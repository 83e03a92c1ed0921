//! CLI argument definitions using clap.

use clap::{Parser, Subcommand, ValueEnum};
use std::path::PathBuf;

/// Chat Loader - chat event ingestion and batch persistence pipeline
#[derive(Parser, Debug)]
#[command(
    name = "chat-loader",
    author,
    version,
    about = "Chat event ingestion and batch persistence pipeline",
    long_about = "Connects to a chat server over IRC, filters message events out of \n\
                  the protocol stream, accumulates them into batches, and writes \n\
                  each batch to a relational store in one transaction.\n\n\
                  Batch size is adjustable at runtime through the HTTP control \n\
                  surface; health counters are exposed alongside it."
)]
pub struct Cli {
    /// Increase logging verbosity (-v for debug, -vv for trace)
    #[arg(short, long, action = clap::ArgAction::Count, global = true, env = "CHAT_LOADER_VERBOSE")]
    pub verbose: u8,

    /// Suppress all output except errors
    #[arg(short, long, global = true, conflicts_with = "verbose")]
    pub quiet: bool,

    /// Log output format
    #[arg(
        long,
        value_enum,
        default_value = "pretty",
        global = true,
        env = "CHAT_LOADER_LOG_FORMAT"
    )]
    pub log_format: LogFormat,

    #[command(subcommand)]
    pub command: Commands,
}

/// Available CLI commands
#[derive(Subcommand, Debug)]
pub enum Commands {
    /// Run the ingestion pipeline
    Run(RunArgs),

    /// Validate configuration file without running
    Validate(ValidateArgs),
}

/// Arguments for the `run` command
#[derive(Parser, Debug, Clone)]
pub struct RunArgs {
    /// Path to configuration file (TOML or JSON)
    #[arg(short, long, default_value = "config.toml", env = "CHAT_LOADER_CONFIG")]
    pub config: PathBuf,

    /// Override chat server host from configuration
    #[arg(long, env = "CHAT_HOST")]
    pub host: Option<String>,

    /// Override chat server port from configuration
    #[arg(long, env = "CHAT_PORT")]
    pub port: Option<u16>,

    /// Override chat channel from configuration
    #[arg(long, env = "CHAT_CHANNEL")]
    pub channel: Option<String>,

    /// Override database URL from configuration
    #[arg(long, env = "CHAT_LOADER_DATABASE_URL")]
    pub database_url: Option<String>,

    /// Override control server listen address from configuration
    #[arg(long, env = "CHAT_LOADER_CONTROL_ADDR")]
    pub control_addr: Option<String>,

    /// Override flush interval in seconds from configuration
    #[arg(long, env = "CHAT_LOADER_FLUSH_INTERVAL")]
    pub flush_interval: Option<u64>,

    /// Override event queue capacity from configuration
    #[arg(long, env = "CHAT_LOADER_QUEUE_CAPACITY")]
    pub queue_capacity: Option<usize>,

    /// Validate configuration and exit without running pipeline
    #[arg(long)]
    pub dry_run: bool,
}

/// Arguments for the `validate` command
#[derive(Parser, Debug)]
pub struct ValidateArgs {
    /// Path to configuration file to validate
    #[arg(short, long, default_value = "config.toml")]
    pub config: PathBuf,

    /// Output validation result as JSON
    #[arg(long)]
    pub json: bool,
}

/// Log output format
#[derive(ValueEnum, Clone, Debug, Default)]
pub enum LogFormat {
    /// JSON structured logging
    Json,
    /// Human-readable pretty format
    #[default]
    Pretty,
    /// Compact single-line format
    Compact,
}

++++

EXERCISE BRIEF: Tally up the lines above in which "ValueEnum" occurs. Give the result as a bare number.

WRITTEN ANSWER: 2